In the next screenshow (below), I clicked on the lock icon, and it reports that the certificate for www.huque.com has been successfully authenticated by means of a signed TLSA record.


In this case, since this is an HTTPS connection at the standard port (TCP port 443), the plugin looked for the TLSA record at the domain name "_443._tcp.www.huque.com."

    $ dig _443._tcp.www.huque.com. TLSA +noall +answer
   [...]
    _443._tcp.www.huque.com. 7200 IN TLSA 3 0 1 (
                    7EF4BD014E9A4F302FC1EE74FB2D29718C5B0F4CB23B
                    25B267A1D92F0410890B )
    _443._tcp.www.huque.com. 7200 IN RRSIG TLSA 8 5 7200 (
                    20140217205026 20140118205010 14703 huque.com.
                    NsUKFsBAUD4OxrHQ72iB0Oz9mBoMEqL8wMsks56sp2yz
                    3ksXcqGSddooC3jZvGH/4iF6ssD3KRNQVONJqpK246nX
                    jPhxBhM730TKEwMZRw/NRqYanRKyEMhkUy538suej0Pv
                    rK3w8r6tdNF4gXqIM3sQlz9gPY/WOu0zxjezaIk= )
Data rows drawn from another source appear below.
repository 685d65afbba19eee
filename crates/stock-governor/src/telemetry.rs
use crate::config::TelemetryConfig;
use std::fmt;
use tracing_subscriber::filter::{Directive, LevelFilter, ParseError};
use tracing_subscriber::EnvFilter;

/// Targets whose `info` events form the decision audit trail.
const AUDIT_TARGETS: [&str; 2] = ["stock_governor::guardrails", "stock_governor::allocation"];

#[derive(Debug)]
pub enum TelemetryError {
    EnvFilter { value: String, source: ParseError },
    Subscriber(Box<dyn std::error::Error + Send + Sync>),
}

impl fmt::Display for TelemetryError {
    fn fmt(&self, f: &mut fmt::Formatter<'_>) -> fmt::Result {
        match self {
            TelemetryError::EnvFilter { value, .. } => {
                write!(f, "invalid log filter '{}'", value)
            }
            TelemetryError::Subscriber(err) => write!(f, "subscriber already installed: {err}"),
        }
    }
}

impl std::error::Error for TelemetryError {
    fn source(&self) -> Option<&(dyn std::error::Error + 'static)> {
        match self {
            TelemetryError::EnvFilter { source, .. } => Some(source),
            TelemetryError::Subscriber(err) => Some(&**err),
        }
    }
}

/// Installs the global subscriber. `RUST_LOG` wins over the configured level
/// and is taken as-is.
pub fn init(config: &TelemetryConfig) -> Result<(), TelemetryError> {
    let env_filter = match EnvFilter::try_from_default_env() {
        Ok(filter) => filter,
        Err(_) => audit_filter(&config.log_level)?,
    };

    tracing_subscriber::fmt()
        .with_env_filter(env_filter)
        .with_target(true)
        .compact()
        .with_ansi(config.ansi)
        .try_init()
        .map_err(TelemetryError::Subscriber)
}

/// Filter for `level` that keeps guardrail verdicts and sweep summaries at
/// `info` even when the global level is quieter.
fn audit_filter(level: &str) -> Result<EnvFilter, TelemetryError> {
    let invalid = |source: ParseError| TelemetryError::EnvFilter {
        value: level.to_string(),
        source,
    };
    let mut filter = EnvFilter::try_new(level).map_err(invalid)?;

    let quieter_than_info = filter
        .max_level_hint()
        .is_some_and(|hint| hint < LevelFilter::INFO);
    if quieter_than_info {
        for target in AUDIT_TARGETS {
            if level.contains(target) {
                continue;
            }
            let directive: Directive = format!("{target}=info").parse().map_err(invalid)?;
            filter = filter.add_directive(directive);
        }
    }
    Ok(filter)
}
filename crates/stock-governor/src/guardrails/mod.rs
//! Guardrail evaluation chain gating every autonomous transfer or price change.

mod chain;
mod context;
pub mod rails;
mod result;
mod rule;
mod severity;

#[cfg(test)]
mod tests;

pub use chain::{ChainError, ChainResult, GuardrailChain};
pub use context::DecisionContext;
pub use rails::standard_chain;
pub use result::{RailOutcome, RailResult, RailResultError};
pub use rule::{FnRail, Guardrail, RailError};
pub use severity::{RailStatus, Severity};
use super::common::{failing_at, grid, network, split_allocator};
use crate::allocation::{
    AxisValues, BestSpreadSelector, ConfigGrid, FixedKnobs, SpreadWeights, SweepEngine,
    TOP_ALTERNATIVES,
};

fn default_weights() -> SpreadWeights {
    SpreadWeights {
        outlet: 0.5,
        product: 0.3,
        units: 0.2,
    }
}

fn selector(weights: SpreadWeights) -> BestSpreadSelector {
    BestSpreadSelector::new(SweepEngine::new(0), weights).expect("weights are valid")
}

#[test]
fn even_spread_beats_concentrated_plan() {
    let report = selector(default_weights()).select(
        &network(),
        &grid(&[0.0], &[1, 0]),
        &split_allocator,
    );

    let best = report.best.expect("a run completed");
    assert_eq!(best.index, 1);
    assert_eq!(best.params.dynamic_top_k, 0);
    assert_eq!(best.metrics.fairness_outlet, 1.0);
    assert!((best.score - 1.0).abs() < 1e-9);
    assert!(report.top[1].score < best.score);
}

#[test]
fn equal_scores_prefer_more_units() {
    let weights = SpreadWeights {
        outlet: 0.5,
        product: 0.5,
        units: 0.0,
    };
    let report = selector(weights).select(&network(), &grid(&[0.5, 0.0], &[0]), &split_allocator);

    let best = report.best.expect("a run completed");
    assert_eq!(best.index, 1);
    assert_eq!(best.metrics.units, 150);
    assert_eq!(report.top[1].metrics.units, 75);
    assert_eq!(report.top[0].score, report.top[1].score);
}

#[test]
fn top_alternatives_drop_the_allocation_payload() {
    let grid = ConfigGrid::new(AxisValues::default(), FixedKnobs::default()).expect("valid");
    let report = selector(default_weights()).select(&network(), &grid, &split_allocator);

    assert_eq!(report.summary.runs, 72);
    assert_eq!(report.top.len(), TOP_ALTERNATIVES);
    assert!(report.top.iter().all(|run| run.allocation.is_none()));

    let best = report.best.expect("a run completed");
    assert!(best.allocation.is_some());
    assert_eq!(report.top[0].index, best.index);
    assert!(report
        .top
        .windows(2)
        .all(|pair| pair[0].score >= pair[1].score));
}

#[test]
fn scaling_weights_does_not_change_the_ranking() {
    let grid = ConfigGrid::new(AxisValues::default(), FixedKnobs::default()).expect("valid");
    let indices = |report: &crate::allocation::BestSpreadReport| {
        report.top.iter().map(|run| run.index).collect::<Vec<_>>()
    };
    let base = default_weights();
    let expected = indices(&selector(base).select(&network(), &grid, &split_allocator));

    for factor in [2.0, 3.0, 7.0, 1.3] {
        let scaled = selector(SpreadWeights {
            outlet: base.outlet * factor,
            product: base.product * factor,
            units: base.units * factor,
        })
        .select(&network(), &grid, &split_allocator);

        assert!((scaled.weights.outlet - base.outlet).abs() < 1e-12);
        assert!((scaled.weights.product - base.product).abs() < 1e-12);
        assert!((scaled.weights.units - base.units).abs() < 1e-12);
        assert_eq!(indices(&scaled), expected, "factor {factor}");
    }
}

#[test]
fn failed_runs_are_never_recommended() {
    let allocator = failing_at(0.0);
    let report = selector(default_weights()).select(
        &network(),
        &grid(&[0.0, 0.5], &[0]),
        &allocator,
    );

    assert_eq!(report.summary.runs, 2);
    assert_eq!(report.summary.failed_runs, 1);
    assert_eq!(report.top.len(), 1);
    assert_eq!(report.best.map(|run| run.index), Some(1));
}

#[test]
fn no_recommendation_when_every_run_fails() {
    let allocator = failing_at(0.0);
    let report = selector(default_weights()).select(&network(), &grid(&[0.0], &[0]), &allocator);

    assert!(report.best.is_none());
    assert!(report.top.is_empty());
    assert_eq!(report.summary.avg_fairness_outlet, 0.0);
}
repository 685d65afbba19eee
mod common;
use serde::{Deserialize, Serialize};

use super::allocator::{AllocationConfig, WeightMethod};

const MAX_RESERVE_PERCENT: f64 = 0.9;

/// Candidate values per tunable axis, in declaration order
/// (outermost first).
#[derive(Debug, Clone, PartialEq, Serialize, Deserialize)]
#[serde(default)]
pub struct AxisValues {
    pub reserve_percent: Vec<f64>,
    pub max_per_product: Vec<u32>,
    pub weight_method: Vec<WeightMethod>,
    pub weight_gamma: Vec<f64>,
    pub dynamic_top_k: Vec<u8>,
}

impl Default for AxisValues {
    fn default() -> Self {
        Self {
            reserve_percent: vec![0.0, 0.1, 0.2],
            max_per_product: vec![0, 50],
            weight_method: vec![WeightMethod::Power, WeightMethod::Softmax],
            weight_gamma: vec![1.0, 1.5, 2.0],
            dynamic_top_k: vec![0, 1],
        }
    }
}

/// Knobs carried through every grid point unchanged.
#[derive(Debug, Clone, PartialEq, Serialize, Deserialize)]
#[serde(default)]
pub struct FixedKnobs {
    pub min_lines: u32,
    pub reserve_min_units: u32,
    pub softmax_tau: f64,
}

impl Default for FixedKnobs {
    fn default() -> Self {
        Self {
            min_lines: 1,
            reserve_min_units: 0,
            softmax_tau: 1.0,
        }
    }
}

#[derive(Debug, Clone, PartialEq, thiserror::Error)]
pub enum GridError {
    #[error("axis '{0}' has no candidate values")]
    EmptyAxis(&'static str),
    #[error("axis '{axis}' value {value} is out of range ({expected})")]
    InvalidValue {
        axis: &'static str,
        value: String,
        expected: &'static str,
    },
}

/// Validated Cartesian product of the axes. Enumeration is a fixed nested
/// loop with the last declared axis varying fastest.
#[derive(Debug, Clone, PartialEq)]
pub struct ConfigGrid {
    axes: AxisValues,
    fixed: FixedKnobs,
}

impl ConfigGrid {
    pub fn new(axes: AxisValues, fixed: FixedKnobs) -> Result<Self, GridError> {
        non_empty("reserve_percent", &axes.reserve_percent)?;
        non_empty("max_per_product", &axes.max_per_product)?;
        non_empty("weight_method", &axes.weight_method)?;
        non_empty("weight_gamma", &axes.weight_gamma)?;
        non_empty("dynamic_top_k", &axes.dynamic_top_k)?;

        for &value in &axes.reserve_percent {
            if !value.is_finite() || !(0.0..=MAX_RESERVE_PERCENT).contains(&value) {
                return Err(invalid("reserve_percent", value, "0.0 ..= 0.9"));
            }
        }
        for &value in &axes.weight_gamma {
            if !value.is_finite() || value <= 0.0 {
                return Err(invalid("weight_gamma", value, "> 0"));
            }
        }
        for &value in &axes.dynamic_top_k {
            if value > 1 {
                return Err(invalid("dynamic_top_k", value, "0 or 1"));
            }
        }
        if !fixed.softmax_tau.is_finite() || fixed.softmax_tau <= 0.0 {
            return Err(invalid("softmax_tau", fixed.softmax_tau, "> 0"));
        }

        Ok(Self { axes, fixed })
    }

    pub fn axes(&self) -> &AxisValues {
        &self.axes
    }

    pub fn fixed(&self) -> &FixedKnobs {
        &self.fixed
    }

    /// Number of grid points.
    pub fn len(&self) -> usize {
        [
            self.axes.reserve_percent.len(),
            self.axes.max_per_product.len(),
            self.axes.weight_method.len(),
            self.axes.weight_gamma.len(),
            self.axes.dynamic_top_k.len(),
        ]
        .into_iter()
        .fold(1usize, usize::saturating_mul)
    }

    pub fn is_empty(&self) -> bool {
        self.len() == 0
    }

    /// Grid point at `index` in canonical order.
    pub fn point(&self, index: usize) -> Option<AllocationConfig> {
        if index >= self.len() {
            return None;
        }

        let axes = &self.axes;
        let mut rest = index;
        let mut digit = |len: usize| {
            let value = rest % len;
            rest /= len;
            value
        };
        let top_k = digit(axes.dynamic_top_k.len());
        let gamma = digit(axes.weight_gamma.len());
        let method = digit(axes.weight_method.len());
        let max_per_product = digit(axes.max_per_product.len());
        let reserve = digit(axes.reserve_percent.len());

        Some(AllocationConfig {
            reserve_percent: axes.reserve_percent[reserve],
            max_per_product: axes.max_per_product[max_per_product],
            weight_method: axes.weight_method[method],
            weight_gamma: axes.weight_gamma[gamma],
            dynamic_top_k: axes.dynamic_top_k[top_k],
            min_lines: self.fixed.min_lines,
            reserve_min_units: self.fixed.reserve_min_units,
            softmax_tau: self.fixed.softmax_tau,
        })
    }

    pub fn iter(&self) -> impl Iterator<Item = AllocationConfig> + '_ {
        (0..self.len()).filter_map(move |index| self.point(index))
    }
}

fn non_empty<T>(axis: &'static str, values: &[T]) -> Result<(), GridError> {
    if values.is_empty() {
        Err(GridError::EmptyAxis(axis))
    } else {
        Ok(())
    }
}

fn invalid(axis: &'static str, value: impl ToString, expected: &'static str) -> GridError {
    GridError::InvalidValue {
        axis,
        value: value.to_string(),
        expected,
    }
}
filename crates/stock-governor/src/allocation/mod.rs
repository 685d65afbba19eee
//! Fairness-optimising configuration search over a black-box allocator.

mod allocator;
mod autotune;
mod dataset;
pub mod fairness;
mod grid;
mod metrics;
mod review;
mod spread;
mod sweep;

#[cfg(test)]
mod tests;

pub use allocator::{
    AllocationConfig, AllocationError, AllocationLine, AllocationResult, Allocator, ProductTrace,
    TraceRow, WeightMethod,
};
pub use autotune::{AutoTuneEntry, AutoTuneReport, AutoTuner, HeuristicObjective};
pub use dataset::{Dataset, DatasetError, Product};
pub use fairness::{fairness_of_quantities, fairness_one_minus_gini};
pub use grid::{AxisValues, ConfigGrid, FixedKnobs, GridError};
pub use metrics::RunMetrics;
pub use review::{review_plan, PlanReview, TransferReview};
pub use spread::{
    BestSpreadReport, BestSpreadSelector, SpreadSummary, SpreadWeights, SpreadWeightsError,
    TOP_ALTERNATIVES,
};
pub use sweep::{
    FairnessMark, Objective, RunRecord, RunStatus, SweepEngine, SweepReport, SweepSummary,
};
use serde::{Deserialize, Serialize};
use std::fmt;
use std::str::FromStr;

use super::result::RailResultError;

/// Outcome of a single rail.
#[derive(Debug, Clone, Copy, PartialEq, Eq, PartialOrd, Ord, Hash, Serialize, Deserialize)]
#[serde(rename_all = "UPPERCASE")]
pub enum RailStatus {
    Pass,
    Warn,
    Block,
}

impl RailStatus {
    pub fn label(&self) -> &'static str {
        match self {
            RailStatus::Pass => "PASS",
            RailStatus::Warn => "WARN",
            RailStatus::Block => "BLOCK",
        }
    }

    /// Severity implied by a status when the rail does not name one.
    pub fn default_severity(&self) -> Severity {
        match self {
            RailStatus::Pass => Severity::Info,
            RailStatus::Warn => Severity::Warn,
            RailStatus::Block => Severity::Block,
        }
    }

    /// Worst of two statuses; `BLOCK` dominates `WARN` dominates `PASS`.
    pub fn worst(self, other: RailStatus) -> RailStatus {
        self.max(other)
    }
}

impl fmt::Display for RailStatus {
    fn fmt(&self, f: &mut fmt::Formatter<'_>) -> fmt::Result {
        f.pad(self.label())
    }
}

impl FromStr for RailStatus {
    type Err = RailResultError;

    fn from_str(raw: &str) -> Result<Self, Self::Err> {
        match raw.trim().to_ascii_uppercase().as_str() {
            "PASS" => Ok(RailStatus::Pass),
            "WARN" => Ok(RailStatus::Warn),
            "BLOCK" => Ok(RailStatus::Block),
            _ => Err(RailResultError::UnknownStatus(raw.to_string())),
        }
    }
}

/// Static classification of a rail outcome, weighted for scoring.
#[derive(Debug, Clone, Copy, PartialEq, Eq, PartialOrd, Ord, Hash, Serialize, Deserialize)]
#[serde(rename_all = "UPPERCASE")]
pub enum Severity {
    Info,
    Warn,
    Block,
}

impl Severity {
    pub fn weight(&self) -> u8 {
        match self {
            Severity::Info => 10,
            Severity::Warn => 50,
            Severity::Block => 100,
        }
    }

    pub fn label(&self) -> &'static str {
        match self {
            Severity::Info => "INFO",
            Severity::Warn => "WARN",
            Severity::Block => "BLOCK",
        }
    }
}

impl fmt::Display for Severity {
    fn fmt(&self, f: &mut fmt::Formatter<'_>) -> fmt::Result {
        f.pad(self.label())
    }
}

impl FromStr for Severity {
    type Err = RailResultError;

    fn from_str(raw: &str) -> Result<Self, Self::Err> {
        match raw.trim().to_ascii_uppercase().as_str() {
            "INFO" => Ok(Severity::Info),
            "WARN" => Ok(Severity::Warn),
            "BLOCK" => Ok(Severity::Block),
            _ => Err(RailResultError::UnknownSeverity(raw.to_string())),
        }
    }
}

#[cfg(test)]
mod tests {
    use super::*;

    #[test]
    fn weights_follow_severity_order() {
        assert_eq!(Severity::Info.weight(), 10);
        assert_eq!(Severity::Warn.weight(), 50);
        assert_eq!(Severity::Block.weight(), 100);
    }

    #[test]
    fn status_maps_to_default_severity() {
        assert_eq!(RailStatus::Pass.default_severity(), Severity::Info);
        assert_eq!(RailStatus::Warn.default_severity(), Severity::Warn);
        assert_eq!(RailStatus::Block.default_severity(), Severity::Block);
    }

    #[test]
    fn block_dominates_warn_dominates_pass() {
        assert_eq!(RailStatus::Pass.worst(RailStatus::Warn), RailStatus::Warn);
        assert_eq!(RailStatus::Block.worst(RailStatus::Warn), RailStatus::Block);
        assert_eq!(RailStatus::Pass.worst(RailStatus::Pass), RailStatus::Pass);
    }

    #[test]
    fn parses_labels_and_rejects_unknown_values() {
        assert_eq!("warn".parse::<RailStatus>().expect("parses"), RailStatus::Warn);
        assert_eq!(" BLOCK ".parse::<Severity>().expect("parses"), Severity::Block);
        assert!(matches!(
            "CRITICAL".parse::<Severity>(),
            Err(RailResultError::UnknownSeverity(value)) if value == "CRITICAL"
        ));
        assert!(matches!(
            "FAIL".parse::<RailStatus>(),
            Err(RailResultError::UnknownStatus(_))
        ));
    }
}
Below is another screenshot for https://www.ietf.org/. In this case, the second icon has a cross marked on it, meaning that no TLSA record was found for this site. Apparently, the IETF is not yet eating its own dogfood. Although see this short slide deck from IETF'87 - there appears to be a proposal to do so.



There are a few configuration options that can be set for the add-on. Here is a view of the settings window:


The plug-in appears to do its own DNS resolution (and validation) by default. But you can also choose to use DNS resolvers configured for your system, or a customer resolver such as the Google public resolver (8.8.8.8).

If you need help creating a TLSA record for your website, I have a web based tool available here:

    https://www.huque.com/bin/gen_tlsa

One thing I should mention, in case you're looking at the configuration of my website: huque.com does not today have a secure delegation (i.e. DS record) published in its parent zone. This is because the registrar I use, Network Solutions, still cannot process requests to install DS records. I did quick check on their website (again) to see if anything's changed. Doesn't appear so:


Instead, I've had DLV record published in the ISC DLV Registry. But there are several big resolver services, like Google DNS, and Comcast, that do not perform lookaside validation, so it's probably time to switch registrars. If anyone has suggestions for competent DNSSEC enabled registrars (with registrar-lock support), I'd be happy to receive them. I hope to make the switch soon.

Dan York from ISOC also has an article on these addons here. (I started writing this before seeing his!)

--Shumon Huque


Addendum (May 2014): my domain huque.com now has a secure delegation from .COM.